Notes on parameterization #

Many libraries expose two matrices per gate (W_ih and W_hh) and add them. In this spec we use a single matrix applied to a concatenated vector [x_t; h_{t-1}]. It's the same computation, just packaged to reuse TorchLean's tensor building blocks.

source

structure Spec.LSTMSpec (α : Type) (inputSize hiddenSize : ℕ) :

Type

Parameters for an LSTM cell, with one (hiddenSize × (inputSize + hiddenSize)) matrix per gate.

This corresponds to the usual (W_ih, W_hh) parameterization in libraries like PyTorch, but we package it as a single matrix applied to [x_t; h_{t-1}] to reuse TorchLean's tensor building blocks.

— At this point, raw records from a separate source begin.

//! Raster data model and the tile-addressed source abstraction.
//!
//! A [`TileSource`] is anything that can fill a fixed-size block of one band
//! at an arbitrary pixel origin: a file on disk ([`crate::TiffRasterReader`]),
//! or pixels already in memory ([`MemoryRaster`]).

use serde::{Deserialize, Serialize};

use crate::casting::u64_to_usize;
use crate::error::{OvrError, Result};
use crate::region::Region;
use crate::sample::{self, Sample};

/// TIFF `SampleFormat` classes
#[derive(Debug, Clone, Copy, PartialEq, Eq, Hash, Serialize, Deserialize)]
pub enum SampleFormat {
    Unsigned,
    Signed,
    Float,
}

impl SampleFormat {
    /// Tag value as stored in the container
    #[must_use]
    pub fn tag_value(self) -> u16 {
        match self {
            Self::Unsigned => 1,
            Self::Signed => 2,
            Self::Float => 3,
        }
    }

    /// # Errors
    /// Returns a configuration error for void/complex formats.
    pub fn from_tag_value(value: u16) -> Result<Self> {
        match value {
            1 => Ok(Self::Unsigned),
            2 => Ok(Self::Signed),
            3 => Ok(Self::Float),
            other => Err(OvrError::Configuration(format!(
                "unsupported sample format {other}"
            ))),
        }
    }
}

/// Supported sample types
#[derive(Debug, Clone, Copy, PartialEq, Eq, Hash, Serialize, Deserialize)]
pub enum PixelType {
    U8,
    U16,
    I16,
    U32,
    I32,
    F32,
    F64,
}

impl PixelType {
    #[must_use]
    pub fn bits_per_sample(self) -> u16 {
        match self {
            Self::U8 => 8,
            Self::U16 | Self::I16 => 16,
            Self::U32 | Self::I32 | Self::F32 => 32,
            Self::F64 => 64,
        }
    }

    #[must_use]
    pub fn bytes_per_sample(self) -> usize {
        usize::from(self.bits_per_sample() / 8)
    }

    #[must_use]
    pub fn sample_format(self) -> SampleFormat {
        match self {
            Self::U8 | Self::U16 | Self::U32 => SampleFormat::Unsigned,
            Self::I16 | Self::I32 => SampleFormat::Signed,
            Self::F32 | Self::F64 => SampleFormat::Float,
        }
    }

    /// Resolve a `(bits, format)` pair read from a container.
    ///
    /// # Errors
    /// Returns a configuration error for unknown pixel types.
    pub fn from_parts(bits: u16, format: SampleFormat) -> Result<Self> {
        match (bits, format) {
            (8, SampleFormat::Unsigned) => Ok(Self::U8),
            (16, SampleFormat::Unsigned) => Ok(Self::U16),
            (16, SampleFormat::Signed) => Ok(Self::I16),
            (32, SampleFormat::Unsigned) => Ok(Self::U32),
            (32, SampleFormat::Signed) => Ok(Self::I32),
            (32, SampleFormat::Float) => Ok(Self::F32),
            (64, SampleFormat::Float) => Ok(Self::F64),
            (bits, format) => Err(OvrError::Configuration(format!(
                "unknown pixel type: {bits}-bit {format:?}"
            ))),
        }
    }

    /// Smallest and largest representable values
    #[must_use]
    pub fn value_range(self) -> (f64, f64) {
        match self {
            Self::U8 => (0.0, f64::from(u8::MAX)),
            Self::U16 => (0.0, f64::from(u16::MAX)),
            Self::I16 => (f64::from(i16::MIN), f64::from(i16::MAX)),
            Self::U32 => (0.0, f64::from(u32::MAX)),
            Self::I32 => (f64::from(i32::MIN), f64::from(i32::MAX)),
            Self::F32 => (f64::from(f32::MIN), f64::from(f32::MAX)),
            Self::F64 => (f64::MIN, f64::MAX),
        }
    }
}

/// Per-band statistics propagated into the pyramid tags and sidecar
#[derive(Debug, Clone, Copy, PartialEq, Serialize, Deserialize)]
pub struct BandStats {
    pub min: f64,
    pub max: f64,
    pub null: f64,
}

impl BandStats {
    /// Full type range with a null of zero
    #[must_use]
    pub fn for_pixel_type(pixel_type: PixelType) -> Self {
        let (min, max) = pixel_type.value_range();
        Self { min, max, null: 0.0 }
    }
}

/// Static description of a raster
#[derive(Debug, Clone, Copy, PartialEq, Eq, Serialize, Deserialize)]
pub struct RasterInfo {
    pub width: u64,
    pub height: u64,
    pub bands: usize,
    pub pixel_type: PixelType,
    /// Native block width of the storage, if tiled
    pub block_width: u32,
    /// Native block height of the storage, if tiled
    pub block_height: u32,
}

impl RasterInfo {
    #[must_use]
    pub fn bounds(&self) -> Region {
        Region::with_size(self.width, self.height)
    }

    /// Uncompressed size of every band, saturating at `u64::MAX`
    #[must_use]
    pub fn raster_bytes(&self) -> u64 {
        self.width
            .saturating_mul(self.height)
            .saturating_mul(self.bands as u64)
            .saturating_mul(self.pixel_type.bytes_per_sample() as u64)
    }
}

/// Geometry of one pyramid level. Tile size, pixel type and band count are
/// shared by every level of one pyramid.
#[derive(Debug, Clone, Copy, PartialEq, Eq, Serialize, Deserialize)]
pub struct RasterLevel {
    /// 0 is full resolution
    pub index: u32,
    pub width: u64,
    pub height: u64,
    pub tile_width: u32,
    pub tile_height: u32,
    pub pixel_type: PixelType,
    pub bands: usize,
}

impl RasterLevel {
    /// Dimensions of level `index` derived from full-resolution ones
    #[must_use]
    pub fn reduced(&self, index: u32) -> Self {
        Self {
            index,
            width: self.width >> index,
            height: self.height >> index,
            ..*self
        }
    }

    #[must_use]
    pub fn tiles_across(&self) -> u64 {
        self.width.div_ceil(u64::from(self.tile_width))
    }

    #[must_use]
    pub fn tiles_down(&self) -> u64 {
        self.height.div_ceil(u64::from(self.tile_height))
    }

    /// Tiles of one band
    #[must_use]
    pub fn tiles_per_band(&self) -> u64 {
        self.tiles_across() * self.tiles_down()
    }

    /// Byte size of one tile buffer
    ///
    /// # Errors
    /// Returns a configuration error if the tile cannot be addressed.
    pub fn tile_bytes(&self) -> Result<usize> {
        crate::casting::tile_bytes(
            self.tile_width,
            self.tile_height,
            self.pixel_type.bytes_per_sample(),
        )
    }
}

/// Outcome of a block read
#[derive(Debug, Clone, Copy, PartialEq, Eq)]
pub enum BlockStatus {
    /// The buffer holds source pixels (null outside the raster)
    Full,
    /// Nothing was read: the block is outside the raster or virtual
    Empty,
}

/// Random block-addressed read access to one raster.
pub trait TileSource {
    fn info(&self) -> &RasterInfo;

    /// Fill `buf` with the `width` x `height` block of `band` whose upper-left
    /// pixel is `(x, y)`. Pixels outside the raster are set to the band null.
    ///
    /// # Errors
    /// Returns an error if the buffer size is wrong or the storage fails.
    fn read_block(
        &mut self,
        band: usize,
        x: i64,
        y: i64,
        width: u32,
        height: u32,
        buf: &mut [u8],
    ) -> Result<BlockStatus>;

    fn band_stats(&self, band: usize) -> BandStats {
        let _ = band;
        BandStats::for_pixel_type(self.info().pixel_type)
    }
}

/// Check a block request before filling `buf`
pub(crate) fn check_block_request(
    info: &RasterInfo,
    band: usize,
    width: u32,
    height: u32,
    buf: &[u8],
) -> Result<()> {
    if band >= info.bands {
        return Err(OvrError::Configuration(format!(
            "band {band} out of range (raster has {})",
            info.bands
        )));
    }
    let expected = crate::casting::tile_bytes(width, height, info.pixel_type.bytes_per_sample())?;
    if buf.len() != expected {
        return Err(OvrError::Configuration(format!(
            "block buffer holds {} bytes, {expected} required",
            buf.len()
        )));
    }
    Ok(())
}

/// A multi-band raster held in memory, one native-order plane per band.
#[derive(Debug, Clone)]
pub struct MemoryRaster {
    info: RasterInfo,
    planes: Vec<Vec<u8>>,
    stats: Vec<BandStats>,
}

impl MemoryRaster {
    /// Zero-filled raster
    ///
    /// # Errors
    /// Returns a configuration error if the raster has no bands or cannot be
    /// addressed in memory.
    pub fn new(width: u64, height: u64, bands: usize, pixel_type: PixelType) -> Result<Self> {
        if bands == 0 {
            return Err(OvrError::Configuration("raster must have at least one band".into()));
        }
        let plane_bytes = u64_to_usize(
            width
                .saturating_mul(height)
                .saturating_mul(pixel_type.bytes_per_sample() as u64),
        )?;
        Ok(Self {
            info: RasterInfo {
                width,
                height,
                bands,
                pixel_type,
                block_width: 0,
                block_height: 0,
            },
            planes: vec![vec![0u8; plane_bytes]; bands],
            stats: vec![BandStats::for_pixel_type(pixel_type); bands],
        })
    }

    /// Build a raster from a per-pixel function `f(band, x, y)`.
    ///
    /// # Errors
    /// Same as [`MemoryRaster::new`].
    pub fn from_fn<T: Sample>(
        width: u64,
        height: u64,
        bands: usize,
        f: impl Fn(usize, u64, u64) -> T,
    ) -> Result<Self> {
        let mut raster = Self::new(width, height, bands, T::PIXEL_TYPE)?;
        for band in 0..bands {
            let plane = &mut raster.planes[band];
            for y in 0..height {
                for x in 0..width {
                    let idx = (y * width + x) as usize * T::SIZE;
                    f(band, x, y).write_ne(&mut plane[idx..idx + T::SIZE]);
                }
            }
        }
        Ok(raster)
    }

    /// Replace the statistics of one band
    #[must_use]
    pub fn with_band_stats(mut self, band: usize, stats: BandStats) -> Self {
        if let Some(slot) = self.stats.get_mut(band) {
            *slot = stats;
        }
        self
    }

    /// Declare a native block size (used as a tiling hint by streaming)
    #[must_use]
    pub fn with_block_size(mut self, width: u32, height: u32) -> Self {
        self.info.block_width = width;
        self.info.block_height = height;
        self
    }

    /// Typed pixel access; `None` outside the raster or for a type mismatch
    #[must_use]
    pub fn pixel<T: Sample>(&self, band: usize, x: u64, y: u64) -> Option<T> {
        if T::PIXEL_TYPE != self.info.pixel_type || x >= self.info.width || y >= self.info.height {
            return None;
        }
        let plane = self.planes.get(band)?;
        let idx = (y * self.info.width + x) as usize * T::SIZE;
        Some(T::read_ne(&plane[idx..idx + T::SIZE]))
    }

    /// Typed pixel write; ignored outside the raster or for a type mismatch
    pub fn set_pixel<T: Sample>(&mut self, band: usize, x: u64, y: u64, value: T) {
        if T::PIXEL_TYPE != self.info.pixel_type || x >= self.info.width || y >= self.info.height {
            return;
        }
        let width = self.info.width;
        if let Some(plane) = self.planes.get_mut(band) {
            let idx = (y * width + x) as usize * T::SIZE;
            value.write_ne(&mut plane[idx..idx + T::SIZE]);
        }
    }
}

impl TileSource for MemoryRaster {
    fn info(&self) -> &RasterInfo {
        &self.info
    }

    fn read_block(
        &mut self,
        band: usize,
        x: i64,
        y: i64,
        width: u32,
        height: u32,
        buf: &mut [u8],
    ) -> Result<BlockStatus> {
        check_block_request(&self.info, band, width, height, buf)?;

        let request = Region::new(x, y, u64::from(width), u64::from(height));
        let Some(valid) = request.crop(&self.info.bounds()) else {
            return Ok(BlockStatus::Empty);
        };

        let bps = self.info.pixel_type.bytes_per_sample();
        if valid != request {
            sample::fill_value(self.info.pixel_type, buf, self.stats[band].null);
        }

        let plane = &self.planes[band];
        let row_bytes = valid.width as usize * bps;
        for row in 0..valid.height {
            let src_y = (valid.y as u64) + row;
            let src_start = (src_y * self.info.width + valid.x as u64) as usize * bps;
            let dst_y = (valid.y - y) as usize + row as usize;
            let dst_start = (dst_y * width as usize + (valid.x - x) as usize) * bps;
            buf[dst_start..dst_start + row_bytes]
                .copy_from_slice(&plane[src_start..src_start + row_bytes]);
        }
        Ok(BlockStatus::Full)
    }

    fn band_stats(&self, band: usize) -> BandStats {
        self.stats
            .get(band)
            .copied()
            .unwrap_or_else(|| BandStats::for_pixel_type(self.info.pixel_type))
    }
}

forget_weights : WeightMatrix α hiddenSize (inputSize + hiddenSize)
Forget-gate weights for f_t = sigmoid(W_f [x_t; h_{t-1}] + b_f).
forget_bias : HiddenVector α hiddenSize
Forget-gate bias.
input_weights : WeightMatrix α hiddenSize (inputSize + hiddenSize)
Input-gate weights for i_t = sigmoid(W_i [x_t; h_{t-1}] + b_i).
input_bias : HiddenVector α hiddenSize
Input-gate bias.
candidate_weights : WeightMatrix α hiddenSize (inputSize + hiddenSize)
Candidate/cell-proposal weights for g_t = tanh(W_g [x_t; h_{t-1}] + b_g).
candidate_bias : HiddenVector α hiddenSize
Candidate/cell-proposal bias.
output_weights : WeightMatrix α hiddenSize (inputSize + hiddenSize)
Output-gate weights for o_t = sigmoid(W_o [x_t; h_{t-1}] + b_o).
output_bias : HiddenVector α hiddenSize
Output-gate bias.

Instances For

source

structure Spec.LSTMState (α : Type) (hiddenSize : ℕ) :

Type

LSTM recurrent state: hidden vector h_t and cell vector c_t.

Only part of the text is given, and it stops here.